St George floods: Senator Joyce should address causes - not symptoms
Senator Joyce should comment on the impact of landscape-scale bulldozing of native ground cover and natural land features during the construction of cotton farms and other broad-acre irrigation enterprises, when he calls for damming of the Balonne River in Queensland, in response to the St George floods.
The continuing campaign, by Federal Opposition Senator Barnaby Joyce, to dam the Balonne River, ostensibly to mitigate the impact of flooding around St George, has been criticised by environmental and public water-rights advocacy group, Fair Water Use (Australia).
Coordinator of Fair Water Use, Ian Douglas, responded today, “If the Senator is genuine in his desire to reduce flooding, he should first call for the demolition of inappropriately sited and unregulated levees, constructed by irrigating agribusinesses in the Darling catchment, including one seven metres high which runs for many kilometres next to the Balonne on the cotton property of Cayman Islands-based Eastern Australia Agriculture, just downstream from St George.”

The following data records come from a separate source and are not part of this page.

//! Failure classification.
//!
//! Maps an [`ErrorKind`] to the guidance a caller receives: whether a retry
//! makes sense, and whether the failure must be escalated out-of-band.

use std::collections::HashMap;

use schemars::JsonSchema;
use serde::{Deserialize, Serialize};

use crate::error::ErrorKind;

/// Classification of a failed operation.
#[derive(Debug, Clone, Copy, PartialEq, Eq, Hash, Serialize, Deserialize, JsonSchema)]
#[serde(rename_all = "snake_case")]
pub enum Classification {
    /// Transient; the caller may retry.
    Retryable,
    /// Security or integrity failure; always escalated.
    Critical,
    /// Permanent for this request; retrying will not help.
    Ordinary,
}

impl Classification {
    pub fn as_str(&self) -> &'static str {
        match self {
            Self::Retryable => "retryable",
            Self::Critical => "critical",
            Self::Ordinary => "ordinary",
        }
    }
}

/// Error-kind to classification table.
#[derive(Debug, Clone, Default, Serialize, Deserialize)]
pub struct ClassificationPolicy {
    /// Per-kind overrides applied on top of the defaults.
    #[serde(default)]
    pub overrides: HashMap<ErrorKind, Classification>,
}

impl ClassificationPolicy {
    pub fn new() -> Self {
        Self::default()
    }

    /// Override the classification of one kind.
    pub fn with_override(mut self, kind: ErrorKind, classification: Classification) -> Self {
        self.overrides.insert(kind, classification);
        self
    }

    /// Classify an error kind.
    pub fn classify(&self, kind: ErrorKind) -> Classification {
        if let Some(c) = self.overrides.get(&kind) {
            return *c;
        }
        default_classification(kind)
    }
}

fn default_classification(kind: ErrorKind) -> Classification {
    match kind {
        ErrorKind::RateLimit | ErrorKind::Timeout | ErrorKind::Checkpoint | ErrorKind::Storage => {
            Classification::Retryable
        }
        ErrorKind::SecurityViolation | ErrorKind::Integrity => Classification::Critical,
        _ => Classification::Ordinary,
    }
}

“We would also like Senator Joyce to comment on the impact of landscape-scale bulldozing of native ground cover and natural land features, during the construction of cotton farms and other broad-acre irrigation enterprises, which has effectively removed the natural barriers to surface-water flows in the upper Darling catchment, especially in the St George area”, he added.
“Damming the Balonne would certainly increase water holdings, to the likely benefit of local irrigating agribusinesses, leading to further degradation of the Darling river system during non-flood periods”, Dr Douglas concluded.